TASK STATEMENT: The entries that follow should be duplicated in full, without a single alteration.

RECORDS PROVIDED:
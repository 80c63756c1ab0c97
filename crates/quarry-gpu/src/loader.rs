//! Two-queue asynchronous pipeline loader.
//!
//! Pipeline creation splits into a cheap *init* stage (descriptor layout and
//! state preparation) and an expensive *bake* stage (the driver-side
//! compile). The loader runs both on one worker thread but always drains the
//! init queue first, so cheap preparation is never starved behind slow
//! bakes.

use std::collections::VecDeque;
use std::sync::atomic::{AtomicU64, Ordering};
use std::sync::Arc;
use std::thread::{self, JoinHandle};

use hashbrown::HashMap;
use parking_lot::{Condvar, Mutex};

use crate::error::{GpuError, Result};

/// Handle to a queued pipeline job.
#[derive(Debug, Clone, Copy, PartialEq, Eq, Hash)]
pub struct JobId(u64);

type InitFn<P> = Box<dyn FnOnce() -> Result<BakeFn<P>> + Send>;
type BakeFn<P> = Box<dyn FnOnce() -> Result<P> + Send>;

struct LoaderState<P> {
    init_queue: VecDeque<(JobId, InitFn<P>)>,
    bake_queue: VecDeque<(JobId, BakeFn<P>)>,
    results: HashMap<JobId, Result<P>>,
    /// Jobs currently executing on the worker (0 or 1).
    in_flight: usize,
    shutdown: bool,
}

struct LoaderShared<P> {
    state: Mutex<LoaderState<P>>,
    cond: Condvar,
}

/// Asynchronous two-stage loader, generic over the produced pipeline type.
///
/// Results (or the errors of failed stages) are stored until taken by id.
/// Dropping the loader shuts the worker down; jobs not yet started are
/// discarded.
pub struct PipelineLoader<P: Send + 'static> {
    shared: Arc<LoaderShared<P>>,
    next_id: AtomicU64,
    thread: Option<JoinHandle<()>>,
}

impl<P: Send + 'static> PipelineLoader<P> {
    /// Spawn the loader worker with the given thread name.
    #[must_use]
    pub fn spawn(thread_name: &str) -> Self {
        let shared = Arc::new(LoaderShared {
            state: Mutex::new(LoaderState {
                init_queue: VecDeque::new(),
                bake_queue: VecDeque::new(),
                results: HashMap::new(),
                in_flight: 0,
                shutdown: false,
            }),
            cond: Condvar::new(),
        });

        let worker_shared = Arc::clone(&shared);
        let thread = thread::Builder::new()
            .name(thread_name.to_string())
            .spawn(move || Self::worker_loop(&worker_shared))
            .unwrap_or_else(|e| panic!("failed to spawn loader thread {thread_name:?}: {e}"));

        Self {
            shared,
            next_id: AtomicU64::new(0),
            thread: Some(thread),
        }
    }

    fn worker_loop(shared: &LoaderShared<P>) {
        let mut state = shared.state.lock();
        loop {
            if state.shutdown {
                return;
            }

            // Init work always preempts bake work.
            if let Some((id, init)) = state.init_queue.pop_front() {
                state.in_flight += 1;
                drop(state);

                let outcome = init();

                state = shared.state.lock();
                state.in_flight -= 1;
                match outcome {
                    Ok(bake) => state.bake_queue.push_back((id, bake)),
                    Err(err) => {
                        state.results.insert(id, Err(err));
                    }
                }
                shared.cond.notify_all();
            } else if let Some((id, bake)) = state.bake_queue.pop_front() {
                state.in_flight += 1;
                drop(state);

                let outcome = bake();

                state = shared.state.lock();
                state.in_flight -= 1;
                state.results.insert(id, outcome);
                shared.cond.notify_all();
            } else {
                shared.cond.wait(&mut state);
            }
        }
    }

    /// Queue a pipeline job.
    ///
    /// `init` runs first and returns the bake closure that performs the
    /// expensive creation.
    pub fn queue<I, K>(&self, init: I) -> JobId
    where
        I: FnOnce() -> Result<K> + Send + 'static,
        K: FnOnce() -> Result<P> + Send + 'static,
    {
        let id = JobId(self.next_id.fetch_add(1, Ordering::Relaxed));
        let init: InitFn<P> = Box::new(move || init().map(|bake| Box::new(bake) as BakeFn<P>));

        let mut state = self.shared.state.lock();
        state.init_queue.push_back((id, init));
        drop(state);
        self.shared.cond.notify_all();
        id
    }

    /// Take the result for `id` if it is ready.
    pub fn try_take(&self, id: JobId) -> Option<Result<P>> {
        self.shared.state.lock().results.remove(&id)
    }

    /// Block until the result for `id` is ready and take it.
    pub fn wait(&self, id: JobId) -> Result<P> {
        let mut state = self.shared.state.lock();
        loop {
            if let Some(result) = state.results.remove(&id) {
                return result;
            }
            if state.shutdown {
                return Err(GpuError::PipelineLoad(format!(
                    "loader shut down before job {id:?} completed"
                )));
            }
            self.shared.cond.wait(&mut state);
        }
    }

    /// Block until both queues are empty and every result is stored.
    pub fn flush(&self) {
        let mut state = self.shared.state.lock();
        while !state.init_queue.is_empty() || !state.bake_queue.is_empty() || state.in_flight > 0 {
            self.shared.cond.wait(&mut state);
        }
    }

    /// Number of jobs queued or executing but not yet finished.
    #[must_use]
    pub fn pending(&self) -> usize {
        let state = self.shared.state.lock();
        state.init_queue.len() + state.bake_queue.len() + state.in_flight
    }

    /// Number of finished results awaiting pickup.
    #[must_use]
    pub fn ready(&self) -> usize {
        self.shared.state.lock().results.len()
    }
}

impl<P: Send + 'static> Drop for PipelineLoader<P> {
    fn drop(&mut self) {
        {
            let mut state = self.shared.state.lock();
            state.shutdown = true;
        }
        self.shared.cond.notify_all();
        if let Some(thread) = self.thread.take() {
            let _ = thread.join();
        }
    }
}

RESULT OF THE EXERCISE:
repository 80c63756c1ab0c97
filename crates/quarry-gpu/src/loader.rs
//! Two-queue asynchronous pipeline loader.
//!
//! Pipeline creation splits into a cheap *init* stage (descriptor layout and
//! state preparation) and an expensive *bake* stage (the driver-side
//! compile). The loader runs both on one worker thread but always drains the
//! init queue first, so cheap preparation is never starved behind slow
//! bakes.

use std::collections::VecDeque;
use std::sync::atomic::{AtomicU64, Ordering};
use std::sync::Arc;
use std::thread::{self, JoinHandle};

use hashbrown::HashMap;
use parking_lot::{Condvar, Mutex};

use crate::error::{GpuError, Result};

/// Handle to a queued pipeline job.
#[derive(Debug, Clone, Copy, PartialEq, Eq, Hash)]
pub struct JobId(u64);

type InitFn<P> = Box<dyn FnOnce() -> Result<BakeFn<P>> + Send>;
type BakeFn<P> = Box<dyn FnOnce() -> Result<P> + Send>;

struct LoaderState<P> {
    init_queue: VecDeque<(JobId, InitFn<P>)>,
    bake_queue: VecDeque<(JobId, BakeFn<P>)>,
    results: HashMap<JobId, Result<P>>,
    /// Jobs currently executing on the worker (0 or 1).
    in_flight: usize,
    shutdown: bool,
}

struct LoaderShared<P> {
    state: Mutex<LoaderState<P>>,
    cond: Condvar,
}

/// Asynchronous two-stage loader, generic over the produced pipeline type.
///
/// Results (or the errors of failed stages) are stored until taken by id.
/// Dropping the loader shuts the worker down; jobs not yet started are
/// discarded.
pub struct PipelineLoader<P: Send + 'static> {
    shared: Arc<LoaderShared<P>>,
    next_id: AtomicU64,
    thread: Option<JoinHandle<()>>,
}

impl<P: Send + 'static> PipelineLoader<P> {
    /// Spawn the loader worker with the given thread name.
    #[must_use]
    pub fn spawn(thread_name: &str) -> Self {
        let shared = Arc::new(LoaderShared {
            state: Mutex::new(LoaderState {
                init_queue: VecDeque::new(),
                bake_queue: VecDeque::new(),
                results: HashMap::new(),
                in_flight: 0,
                shutdown: false,
            }),
            cond: Condvar::new(),
        });

        let worker_shared = Arc::clone(&shared);
        let thread = thread::Builder::new()
            .name(thread_name.to_string())
            .spawn(move || Self::worker_loop(&worker_shared))
            .unwrap_or_else(|e| panic!("failed to spawn loader thread {thread_name:?}: {e}"));

        Self {
            shared,
            next_id: AtomicU64::new(0),
            thread: Some(thread),
        }
    }

    fn worker_loop(shared: &LoaderShared<P>) {
        let mut state = shared.state.lock();
        loop {
            if state.shutdown {
                return;
            }

            // Init work always preempts bake work.
            if let Some((id, init)) = state.init_queue.pop_front() {
                state.in_flight += 1;
                drop(state);

                let outcome = init();

                state = shared.state.lock();
                state.in_flight -= 1;
                match outcome {
                    Ok(bake) => state.bake_queue.push_back((id, bake)),
                    Err(err) => {
                        state.results.insert(id, Err(err));
                    }
                }
                shared.cond.notify_all();
            } else if let Some((id, bake)) = state.bake_queue.pop_front() {
                state.in_flight += 1;
                drop(state);

                let outcome = bake();

                state = shared.state.lock();
                state.in_flight -= 1;
                state.results.insert(id, outcome);
                shared.cond.notify_all();
            } else {
                shared.cond.wait(&mut state);
            }
        }
    }

    /// Queue a pipeline job.
    ///
    /// `init` runs first and returns the bake closure that performs the
    /// expensive creation.
    pub fn queue<I, K>(&self, init: I) -> JobId
    where
        I: FnOnce() -> Result<K> + Send + 'static,
        K: FnOnce() -> Result<P> + Send + 'static,
    {
        let id = JobId(self.next_id.fetch_add(1, Ordering::Relaxed));
        let init: InitFn<P> = Box::new(move || init().map(|bake| Box::new(bake) as BakeFn<P>));

        let mut state = self.shared.state.lock();
        state.init_queue.push_back((id, init));
        drop(state);
        self.shared.cond.notify_all();
        id
    }

    /// Take the result for `id` if it is ready.
    pub fn try_take(&self, id: JobId) -> Option<Result<P>> {
        self.shared.state.lock().results.remove(&id)
    }

    /// Block until the result for `id` is ready and take it.
    pub fn wait(&self, id: JobId) -> Result<P> {
        let mut state = self.shared.state.lock();
        loop {
            if let Some(result) = state.results.remove(&id) {
                return result;
            }
            if state.shutdown {
                return Err(GpuError::PipelineLoad(format!(
                    "loader shut down before job {id:?} completed"
                )));
            }
            self.shared.cond.wait(&mut state);
        }
    }

    /// Block until both queues are empty and every result is stored.
    pub fn flush(&self) {
        let mut state = self.shared.state.lock();
        while !state.init_queue.is_empty() || !state.bake_queue.is_empty() || state.in_flight > 0 {
            self.shared.cond.wait(&mut state);
        }
    }

    /// Number of jobs queued or executing but not yet finished.
    #[must_use]
    pub fn pending(&self) -> usize {
        let state = self.shared.state.lock();
        state.init_queue.len() + state.bake_queue.len() + state.in_flight
    }

    /// Number of finished results awaiting pickup.
    #[must_use]
    pub fn ready(&self) -> usize {
        self.shared.state.lock().results.len()
    }
}

impl<P: Send + 'static> Drop for PipelineLoader<P> {
    fn drop(&mut self) {
        {
            let mut state = self.shared.state.lock();
            state.shutdown = true;
        }
        self.shared.cond.notify_all();
        if let Some(thread) = self.thread.take() {
            let _ = thread.join();
        }
    }
}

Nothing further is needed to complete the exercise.